The AUS/FLUS category that can lead to clinical hesitation in patient follow-up and high interobserver variability is an important point in favor of CNB. While this diagnosis group makes up 10–33.6 % of FNA diagnoses [15], high malignancy rates of 5–75 % have been reported in surgical follow-up [2]. Although an adequate diagnosis is provided with repeated FNAs for most nodules, 38.5–43 % of the cases still result in an indeterminate diagnosis [11, 31]. The indeterminate diagnosis rate was found to be significantly lower with CNB in the studies by Na et al.(45.3 % versus 12.5 %) [11] and Choi et al.(72 % versus 7.2 %) [8] where repeated FNA and CNBs were compared in cases diagnosed as indeterminate. CNB provided more guidance for clinical follow-up in 15 of our 16 cases diagnosed with AUS/FLUS. Malignancy was not found in 14 of these cases, the AUS/FLUS diagnosis was changed to suspicious for malignancy in 1, and the remaining sample was reported as inadequate. We concluded that CNB could be diagnostically superior to cytology with these results.

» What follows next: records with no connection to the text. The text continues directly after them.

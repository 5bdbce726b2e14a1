use axum::{
    http::StatusCode,
    response::{IntoResponse, Response},
    Json,
};
use serde::{Deserialize, Serialize};
use utoipa::ToSchema;
use uuid::Uuid;

use crate::models::job::JobStatus;

/// Standard error body returned by every endpoint.
///
/// `kind` is the machine-readable discriminant a dispatch board or mobile
/// client switches on; `details` carries command-specific context such as the
/// offending step codes or the conflicting versions.
#[derive(Debug, Serialize, Deserialize, ToSchema)]
pub struct ErrorResponse {
    /// HTTP status category (e.g., "Conflict", "Unprocessable Entity")
    pub error: String,
    /// Machine-readable error kind (e.g., "invalid_transition")
    pub kind: String,
    /// Human-readable error description
    pub message: String,
    /// Structured context for the failure, when available
    #[serde(skip_serializing_if = "Option::is_none")]
    pub details: Option<serde_json::Value>,
    /// ISO 8601 timestamp when the error occurred
    pub timestamp: String,
}

#[derive(Debug, thiserror::Error)]
pub enum ServiceError {
    // Validation: caller error, nothing was mutated.
    #[error("command not allowed: job is {status} and cannot accept `{command}`")]
    InvalidTransition { status: JobStatus, command: String },

    #[error("invalid duration: {0} minutes")]
    InvalidDuration(i64),

    #[error("job already has a lead assignee (attempted to add {0})")]
    DuplicateLead(Uuid),

    #[error("employee {0} is not known to the directory")]
    UnknownEmployee(Uuid),

    #[error("field `{0}` is governed by a lifecycle command and cannot be patched")]
    UseLifecycleCommand(String),

    #[error("validation error: {0}")]
    ValidationError(String),

    // Precondition: business rule not yet satisfied; resolve and retry.
    #[error("job has incomplete steps: {0:?}")]
    IncompleteSteps(Vec<String>),

    #[error("step `{step_code}` has required checklist items pending: {pending:?}")]
    RequiredItemsPending {
        step_code: String,
        pending: Vec<String>,
    },

    #[error("cannot remove the last assignee from job {0} while work is underway")]
    LastLeadRemoval(Uuid),

    #[error("finance snapshot for job {0} is frozen")]
    SnapshotFrozen(Uuid),

    // Concurrency: safe to retry after reloading.
    #[error("version conflict on job {job_id}: expected {expected}, found {actual}")]
    VersionConflict {
        job_id: Uuid,
        expected: i32,
        actual: i32,
    },

    #[error("conflict: {0}")]
    Conflict(String),

    // External dependencies: transient, retry with backoff.
    #[error("time-entry source unavailable: {0}")]
    TimeSourceUnavailable(String),

    #[error("external lookup timed out: {0}")]
    ExternalLookupTimeout(String),

    #[error("external service error: {0}")]
    ExternalServiceError(String),

    // Not found: terminal for the request.
    #[error("job {0} not found")]
    JobNotFound(Uuid),

    #[error("step `{0}` not found")]
    StepNotFound(String),

    #[error("not found: {0}")]
    NotFound(String),

    // Infrastructure.
    #[error("database error: {0}")]
    DatabaseError(#[from] sea_orm::error::DbErr),

    #[error("serialization error: {0}")]
    SerializationError(String),

    #[error("event error: {0}")]
    EventError(String),

    #[error("internal error: {0}")]
    InternalError(String),
}

impl From<validator::ValidationErrors> for ServiceError {
    fn from(err: validator::ValidationErrors) -> Self {
        ServiceError::ValidationError(err.to_string())
    }
}

impl ServiceError {
    /// Machine-readable discriminant used in responses and failure metrics.
    pub fn kind(&self) -> &'static str {
        match self {
            Self::InvalidTransition { .. } => "invalid_transition",
            Self::InvalidDuration(_) => "invalid_duration",
            Self::DuplicateLead(_) => "duplicate_lead",
            Self::UnknownEmployee(_) => "unknown_employee",
            Self::UseLifecycleCommand(_) => "use_lifecycle_command",
            Self::ValidationError(_) => "validation_error",
            Self::IncompleteSteps(_) => "incomplete_steps",
            Self::RequiredItemsPending { .. } => "required_items_pending",
            Self::LastLeadRemoval(_) => "last_lead_removal",
            Self::SnapshotFrozen(_) => "snapshot_frozen",
            Self::VersionConflict { .. } => "version_conflict",
            Self::Conflict(_) => "conflict",
            Self::TimeSourceUnavailable(_) => "time_source_unavailable",
            Self::ExternalLookupTimeout(_) => "external_lookup_timeout",
            Self::ExternalServiceError(_) => "external_service_error",
            Self::JobNotFound(_) => "job_not_found",
            Self::StepNotFound(_) => "step_not_found",
            Self::NotFound(_) => "not_found",
            Self::DatabaseError(_) => "database_error",
            Self::SerializationError(_) => "serialization_error",
            Self::EventError(_) => "event_error",
            Self::InternalError(_) => "internal_error",
        }
    }

    /// Single source of truth for error-to-status mapping.
    pub fn status_code(&self) -> StatusCode {
        match self {
            Self::InvalidTransition { .. }
            | Self::InvalidDuration(_)
            | Self::DuplicateLead(_)
            | Self::UnknownEmployee(_)
            | Self::UseLifecycleCommand(_)
            | Self::ValidationError(_) => StatusCode::BAD_REQUEST,
            Self::IncompleteSteps(_)
            | Self::RequiredItemsPending { .. }
            | Self::LastLeadRemoval(_) => StatusCode::UNPROCESSABLE_ENTITY,
            Self::SnapshotFrozen(_) | Self::VersionConflict { .. } | Self::Conflict(_) => {
                StatusCode::CONFLICT
            }
            Self::TimeSourceUnavailable(_) | Self::ExternalServiceError(_) => {
                StatusCode::BAD_GATEWAY
            }
            Self::ExternalLookupTimeout(_) => StatusCode::GATEWAY_TIMEOUT,
            Self::JobNotFound(_) | Self::StepNotFound(_) | Self::NotFound(_) => {
                StatusCode::NOT_FOUND
            }
            Self::DatabaseError(_)
            | Self::SerializationError(_)
            | Self::EventError(_)
            | Self::InternalError(_) => StatusCode::INTERNAL_SERVER_ERROR,
        }
    }

    /// Message suitable for HTTP responses. Internal errors return a generic
    /// message so implementation details never leak to callers.
    pub fn response_message(&self) -> String {
        match self {
            Self::DatabaseError(_)
            | Self::SerializationError(_)
            | Self::EventError(_)
            | Self::InternalError(_) => "Internal server error".to_string(),
            _ => self.to_string(),
        }
    }

    /// Structured context for the failure, so the UI can explain it instead of
    /// showing a generic error.
    pub fn details(&self) -> Option<serde_json::Value> {
        match self {
            Self::IncompleteSteps(codes) => Some(serde_json::json!({ "step_codes": codes })),
            Self::RequiredItemsPending { step_code, pending } => Some(serde_json::json!({
                "step_code": step_code,
                "pending_items": pending,
            })),
            Self::VersionConflict {
                job_id,
                expected,
                actual,
            } => Some(serde_json::json!({
                "job_id": job_id,
                "expected_version": expected,
                "actual_version": actual,
            })),
            Self::InvalidTransition { status, command } => Some(serde_json::json!({
                "status": status,
                "command": command,
            })),
            Self::UseLifecycleCommand(field) => Some(serde_json::json!({ "field": field })),
            _ => None,
        }
    }
}

impl IntoResponse for ServiceError {
    fn into_response(self) -> Response {
        let status = self.status_code();
        let body = ErrorResponse {
            error: status.canonical_reason().unwrap_or("Error").to_string(),
            kind: self.kind().to_string(),
            message: self.response_message(),
            details: self.details(),
            timestamp: chrono::Utc::now().to_rfc3339(),
        };
        (status, Json(body)).into_response()
    }
}

#[cfg(test)]
mod tests {
    use super::*;
    use axum::{body::to_bytes, http::StatusCode};

    #[test]
    fn status_code_mapping() {
        assert_eq!(
            ServiceError::JobNotFound(Uuid::nil()).status_code(),
            StatusCode::NOT_FOUND
        );
        assert_eq!(
            ServiceError::ValidationError("x".into()).status_code(),
            StatusCode::BAD_REQUEST
        );
        assert_eq!(
            ServiceError::InvalidTransition {
                status: JobStatus::Completed,
                command: "start".into(),
            }
            .status_code(),
            StatusCode::BAD_REQUEST
        );
        assert_eq!(
            ServiceError::IncompleteSteps(vec!["prep".into()]).status_code(),
            StatusCode::UNPROCESSABLE_ENTITY
        );
        assert_eq!(
            ServiceError::VersionConflict {
                job_id: Uuid::nil(),
                expected: 1,
                actual: 2,
            }
            .status_code(),
            StatusCode::CONFLICT
        );
        assert_eq!(
            ServiceError::TimeSourceUnavailable("x".into()).status_code(),
            StatusCode::BAD_GATEWAY
        );
        assert_eq!(
            ServiceError::ExternalLookupTimeout("rates".into()).status_code(),
            StatusCode::GATEWAY_TIMEOUT
        );
    }

    #[test]
    fn response_message_hides_internal_details() {
        assert_eq!(
            ServiceError::InternalError("sensitive".into()).response_message(),
            "Internal server error"
        );
        assert_eq!(
            ServiceError::SerializationError("field layout".into()).response_message(),
            "Internal server error"
        );

        // User-facing errors keep the actual message.
        assert!(ServiceError::StepNotFound("seal-check".into())
            .response_message()
            .contains("seal-check"));
    }

    #[tokio::test]
    async fn error_body_carries_kind_and_details() {
        let err = ServiceError::RequiredItemsPending {
            step_code: "handover".into(),
            pending: vec!["customer walkthrough".into()],
        };
        let response = err.into_response();
        assert_eq!(response.status(), StatusCode::UNPROCESSABLE_ENTITY);

        let body = to_bytes(response.into_body(), usize::MAX).await.unwrap();
        let payload: ErrorResponse = serde_json::from_slice(&body).unwrap();
        assert_eq!(payload.kind, "required_items_pending");
        let details = payload.details.expect("details present");
        assert_eq!(details["step_code"], "handover");
    }
}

The Korean Endocrine Pathology Thyroid Core Needle Biopsy Study Group, as reported by Jung et al. [10], recommended regarding CNB reporting that follicular proliferative lesions with a well-formed fibrous capsule or adjacent thyroid parenchyma could be diagnosed as FN/SFN. Min et al. [27] have investigated the role of CNBs in the preoperative diagnosis of follicular neoplasms and reported CNBs to decrease biopsy repeats but not to be superior to FNAs in this group. Yoon et al. [32] have similarly reported that CNBs decrease unnecessary surgery thanks to the higher malignancy detection rate and lower false-positive rate. Resection diagnoses of 3 cases were found to be consistent with biopsy diagnoses in our CNBs that facilitated evaluation of the structural pattern thanks to the large tissue samples. FN/SFN is still the most difficult diagnostic group in CNB samples. The reason is the difficulty of including the capsule or normal and neoplastic areas in the same core in all biopsy samples and the inability to take every biopsy sample of the same size. Another challenge for pathologists is that the FN/SFN diagnostic criteria used for CNB are not as standardized and clear as in cytology.

Patient tolerability and complication rates of CNB were also evaluated in various articles. Nasrallah et al. [14] reported in their study that no difference was present between CNB and FNA procedures in terms of comfort and tolerability. Complications encountered in CNBs are reported to have frequency similar to FNAs (0–3.6 %) and to be minor complications (transient hoarseness, hematoma, transient parenchymal edema, bleeding, bruising, swelling, rash, itching) [68, 11, 14, 28, 33, 34]. Minor complications not requiring medical or surgical intervention were found in 4 (0.66 %) of our cases with a rate and characteristics that were similar to the literature.

Conclusion

While FNA continues to be the first choice for the diagnostic biopsy of thyroid nodules at our radiology unit, the General Surgery department uses CNB as the first choice. CNB is an effective diagnostic method that can be tolerated with minimal complications by the patient. Additional procedures such as immunohistochemical or molecular evaluations can also be used, and it was found to have decreased the number of repeat procedures and number of unnecessary surgeries when there is a radiological suspicion of malignancy, especially in certain diagnosis groups in the Bethesda classification, when we compared previous FNA and later resection results of our cases. While it is optimum for evaluating structural changes, it may have limitations regarding nuclear changes in some cases. Evaluation of larger series and comparison with more resection results are required.